Benigni'nin filmi, soykırımın etkilerini anlamamıza küçük de olsa bir katkıda bulunuyor.
Oyunu biz kazandık!
Birçok film, seyirciye birkaç saatlik eğlence sağlamak gibi basit bir amaca sahiptir. Bu, bazı yapım şirketleri için yeterli bir hedeftir. Ama bazen bu basit fikirden uzaklaşan bir film çıkar; insan doğasının derinliklerini keşfeder ve bize hem iyi hem de kötü, neler yapabileceklerini gösterir.
Bizlere hayattaki bu iki farklı duyguyu hatırlatan, komedi ve trajedinin ustaca iç içe geçtiği 'Hayat Güzeldir' filmi, tam da böyle bir film. Aktör/yazar/yönetmen Roberto Benigni'yi tanıdığımız bu film, başrol oynamasının yanı sıra II. Dünya Savaşı sırasında babasının toplama kampında geçen anılarını bir araya toplayarak kendi tarafından yazıldı ve yönetildi.
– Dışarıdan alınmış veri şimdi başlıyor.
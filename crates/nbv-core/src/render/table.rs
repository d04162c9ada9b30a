//! Tabular HTML rendering.
//!
//! Handles the narrow table shape notebooks actually emit for rendered
//! dataframes: a `<table class="dataframe">` of thead/tbody rows with
//! th/td cells. The cells are extracted with a small tag scanner and laid
//! out through comfy-table; everything outside this shape goes through the
//! generic HTML path instead.

use comfy_table::{Cell, CellAlignment, ContentArrangement, Table};

use super::block::{RenderedBlock, Style, StyledLine, StyledSpan};

/// Whether an HTML fragment is a rendered dataframe table.
pub fn is_dataframe(html: &str) -> bool {
    html.contains("<table") && html.contains("dataframe")
}

/// An extracted table: header rows plus data rows of plain-text cells.
#[derive(Debug, Clone, Default, PartialEq, Eq)]
pub struct HtmlTable {
    pub header: Vec<Vec<String>>,
    pub rows: Vec<Vec<String>>,
}

/// Extracts rows and cells from a table fragment. Returns `None` when no
/// `<table>` is present; cell markup is flattened to its text content.
pub fn extract_table(html: &str) -> Option<HtmlTable> {
    let table_start = html.find("<table")?;
    let table_end = html[table_start..]
        .find("</table>")
        .map_or(html.len(), |end| table_start + end);
    let body = &html[table_start..table_end];

    let mut table = HtmlTable::default();
    let mut in_head = false;
    let mut current_row: Option<Vec<String>> = None;
    let mut current_cell: Option<String> = None;

    let mut rest = body;
    while let Some(open) = rest.find('<') {
        let text = &rest[..open];
        if let Some(cell) = current_cell.as_mut() {
            cell.push_str(&decode_entities(text));
        }
        let Some(close) = rest[open..].find('>') else {
            break;
        };
        let tag = rest[open + 1..open + close].trim();
        let name = tag
            .trim_start_matches('/')
            .split([' ', '\t', '\n'])
            .next()
            .unwrap_or("")
            .to_ascii_lowercase();
        let closing = tag.starts_with('/');

        match (name.as_str(), closing) {
            ("thead", false) => in_head = true,
            ("thead", true) => in_head = false,
            ("tr", false) => current_row = Some(Vec::new()),
            ("tr", true) => {
                if let Some(row) = current_row.take() {
                    if in_head {
                        table.header.push(row);
                    } else {
                        table.rows.push(row);
                    }
                }
            }
            ("th" | "td", false) => current_cell = Some(String::new()),
            ("th" | "td", true) => {
                if let (Some(cell), Some(row)) = (current_cell.take(), current_row.as_mut()) {
                    row.push(cell.trim().to_string());
                }
            }
            _ => {}
        }
        rest = &rest[open + close + 1..];
    }

    Some(table)
}

fn decode_entities(text: &str) -> String {
    text.replace("&amp;", "&")
        .replace("&lt;", "<")
        .replace("&gt;", ">")
        .replace("&quot;", "\"")
        .replace("&#39;", "'")
        .replace("&nbsp;", " ")
}

/// Renders a table fragment as an aligned grid, truncated to `width`.
/// Returns `None` when the fragment holds no table.
pub fn render_table(html: &str, width: usize) -> Option<RenderedBlock> {
    let extracted = extract_table(html)?;
    if extracted.header.is_empty() && extracted.rows.is_empty() {
        return None;
    }

    let mut table = Table::new();
    table.set_width(width as u16);
    table.set_content_arrangement(ContentArrangement::Dynamic);

    // Dataframes emit one header row in thead; extra header rows (column
    // multi-indexes) are folded into the data so nothing is dropped.
    let mut header_rows = extracted.header.into_iter();
    if let Some(first) = header_rows.next() {
        table.set_header(
            first
                .iter()
                .map(|cell| Cell::new(cell).set_alignment(CellAlignment::Right)),
        );
    }
    for row in header_rows.chain(extracted.rows) {
        table.add_row(
            row.iter()
                .map(|cell| Cell::new(cell).set_alignment(CellAlignment::Right)),
        );
    }

    let lines = table
        .to_string()
        .lines()
        .map(|line| StyledLine::from_span(StyledSpan::new(line, Style::Plain)))
        .collect();
    Some(RenderedBlock::from_lines(lines))
}
//! CLI entry and dispatch.

use std::io::{self, IsTerminal, Write as _};
use std::path::PathBuf;

use anyhow::{Context, Result};
use clap::{Parser, ValueEnum};
use nbv_core::capability::{self, ColorSystem, ImageAlgorithm, Overrides};
use nbv_core::notebook::Notebook;
use nbv_core::render::{BlockWriter, DocumentRenderer, RenderOptions};

use crate::env::EnvLayer;
use crate::probe;

#[derive(Parser)]
#[command(name = "nbv")]
#[command(version)]
#[command(about = "Render notebooks in the terminal")]
#[command(after_help = "Every option has an NBV_* environment variable default; \
explicit flags always win. Pass - as FILE to read standard input.")]
struct Cli {
    /// Notebook files to render ("-" reads standard input)
    #[arg(value_name = "FILE", required = true)]
    files: Vec<PathBuf>,

    /// Syntax highlighting theme: light, dark, or a bundled theme name
    #[arg(long, short = 't', value_name = "THEME")]
    theme: Option<String>,

    /// Force the plain style: no boxes, execution counts, or spacing
    #[arg(long, short = 'p', overrides_with = "decorated")]
    plain: bool,

    /// Force decoration even when stdout is not a terminal
    #[arg(long, short = 'd', overrides_with = "plain")]
    decorated: bool,

    /// Force image rendering on
    #[arg(long, short = 'i', overrides_with = "no_images")]
    images: bool,

    /// Force image rendering off
    #[arg(long, overrides_with = "images")]
    no_images: bool,

    /// Image drawing algorithm
    #[arg(long, value_enum, value_name = "ALGORITHM")]
    image_drawing: Option<ImageDrawingArg>,

    /// Draw character images in positive space (suits dark-background
    /// figures; character drawings only)
    #[arg(long)]
    positive_space: bool,

    /// Force terminal hyperlinks on
    #[arg(long, overrides_with = "no_hyperlinks")]
    hyperlinks: bool,

    /// Force terminal hyperlinks off; paths print as visible text
    #[arg(long, overrides_with = "hyperlinks")]
    no_hyperlinks: bool,

    /// Hide the "Click to view" hints on hyperlinks
    #[arg(long, short = 'y')]
    hide_hyperlink_hints: bool,

    /// Do not write temporary preview files
    #[arg(long, short = 'l')]
    no_files: bool,

    /// Force color output on
    #[arg(long, overrides_with = "no_color")]
    color: bool,

    /// Force color output off
    #[arg(long, overrides_with = "color")]
    no_color: bool,

    /// Color range to emit
    #[arg(long, value_enum, value_name = "SYSTEM")]
    color_system: Option<ColorSystemArg>,

    /// Render width instead of the detected terminal width
    #[arg(long, short = 'w', value_name = "COLUMNS")]
    width: Option<u16>,

    /// Use Nerd Font icons for link subjects
    #[arg(long, short = 'n')]
    nerd_font: bool,

    /// Do not render cell outputs
    #[arg(long)]
    hide_output: bool,

    /// Show line numbers for code cells
    #[arg(long, short = 'm')]
    line_numbers: bool,

    /// Wrap long code lines instead of truncating them
    #[arg(long, short = 'q')]
    code_wrap: bool,
}

#[derive(Debug, Clone, Copy, ValueEnum)]
enum ImageDrawingArg {
    Block,
    Character,
    Braille,
}

impl From<ImageDrawingArg> for ImageAlgorithm {
    fn from(arg: ImageDrawingArg) -> Self {
        match arg {
            ImageDrawingArg::Block => ImageAlgorithm::Block,
            ImageDrawingArg::Character => ImageAlgorithm::Character,
            ImageDrawingArg::Braille => ImageAlgorithm::Braille,
        }
    }
}

#[derive(Debug, Clone, Copy, ValueEnum)]
enum ColorSystemArg {
    None,
    Standard,
    #[value(name = "256")]
    EightBit,
    Truecolor,
}

impl From<ColorSystemArg> for ColorSystem {
    fn from(arg: ColorSystemArg) -> Self {
        match arg {
            ColorSystemArg::None => ColorSystem::None,
            ColorSystemArg::Standard => ColorSystem::Standard,
            ColorSystemArg::EightBit => ColorSystem::EightBit,
            ColorSystemArg::Truecolor => ColorSystem::Truecolor,
        }
    }
}

impl Cli {
    /// Explicit overrides from the flags actually given. Paired on/off
    /// flags collapse to one optional boolean; untouched flags stay
    /// `None` so environment defaults and probes can fill them.
    fn overrides(&self) -> Overrides {
        Overrides {
            decorated: flag_pair(self.decorated, self.plain),
            images: flag_pair(self.images, self.no_images),
            image_algorithm: self.image_drawing.map(ImageAlgorithm::from),
            positive_space: self.positive_space.then_some(true),
            hyperlinks: flag_pair(self.hyperlinks, self.no_hyperlinks),
            hide_hyperlink_hints: self.hide_hyperlink_hints.then_some(true),
            color: flag_pair(self.color, self.no_color),
            color_system: self.color_system.map(ColorSystem::from),
            width: self.width,
            nerd_font: self.nerd_font.then_some(true),
            files: self.no_files.then_some(false),
        }
    }
}

fn flag_pair(yes: bool, no: bool) -> Option<bool> {
    match (yes, no) {
        (true, _) => Some(true),
        (_, true) => Some(false),
        _ => None,
    }
}

pub fn run() -> Result<()> {
    init_tracing();
    let cli = Cli::parse();

    let env = EnvLayer::read();
    let probed = probe::probe();
    let decision = capability::resolve(&cli.overrides(), &env.capabilities, &probed)?;
    tracing::debug!(?decision, "resolved capabilities");

    let options = RenderOptions {
        theme: cli
            .theme
            .clone()
            .or(env.theme)
            .unwrap_or_else(|| "dark".to_string()),
        line_numbers: cli.line_numbers || env.line_numbers,
        code_wrap: cli.code_wrap || env.code_wrap,
        hide_output: cli.hide_output || env.hide_output,
    };
    let renderer = DocumentRenderer::new(&decision, options);

    let stdout = io::stdout();
    for path in &cli.files {
        let notebook = if path.as_os_str() == "-" {
            Notebook::from_reader(io::stdin().lock())?
        } else {
            Notebook::from_file(path)?
        };

        let blocks = renderer.render(&notebook);
        let mut writer = BlockWriter::new(stdout.lock(), &decision);
        match writer.write_blocks(&blocks) {
            // A closed pipe downstream ends rendering cleanly.
            Err(e) if e.kind() == io::ErrorKind::BrokenPipe => return Ok(()),
            result => result.with_context(|| format!("failed to write {}", path.display()))?,
        }
    }
    io::stdout().flush().ok();
    Ok(())
}

/// Logs to stderr, filtered by NBV_LOG (default: warnings only).
fn init_tracing() {
    use tracing_subscriber::EnvFilter;

    let filter = EnvFilter::try_from_env("NBV_LOG").unwrap_or_else(|_| EnvFilter::new("warn"));
    tracing_subscriber::fmt()
        .with_env_filter(filter)
        .with_writer(io::stderr)
        .with_ansi(io::stderr().is_terminal())
        .init();
}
Schindler'in Listesi gibi bu konuyla ilgilenen bir sürü film gördük ama Benigni'nin bu ciddi konuya getirdiği gibi bir komedi kararını hiç görmedik. Bu detay farklı ve bir o kadar da risklidir.
Hayat Güzeldir, iki hikaye olarak kendini ifade eder; Neşeli Günler'i hatırlatan ilk hikaye komik, neşeli ve huzur doludur. Benigni, 30'ların İtalya'sında sokaklarda dolaşan fakir ve arkadaş canlısı bir yahudi olan Guido Orefice rolündedir. O ve küçük kardeşi Feruccio yeni bir kasabaya taşınırlar ve Guido lüks bir restoranda garsonluk işi bulur.
Bir süre sonra Guido Orefice güzeller güzeli öğretmen Dora ile tanışır ve tüm engellere rağmen evlenirler. Çocuk sahibi de olan çiftin hayatlarındaki tüm pürüzler ortadan kalktığında ikinci perdeye geçilir. Çünkü savaş başlamıştır.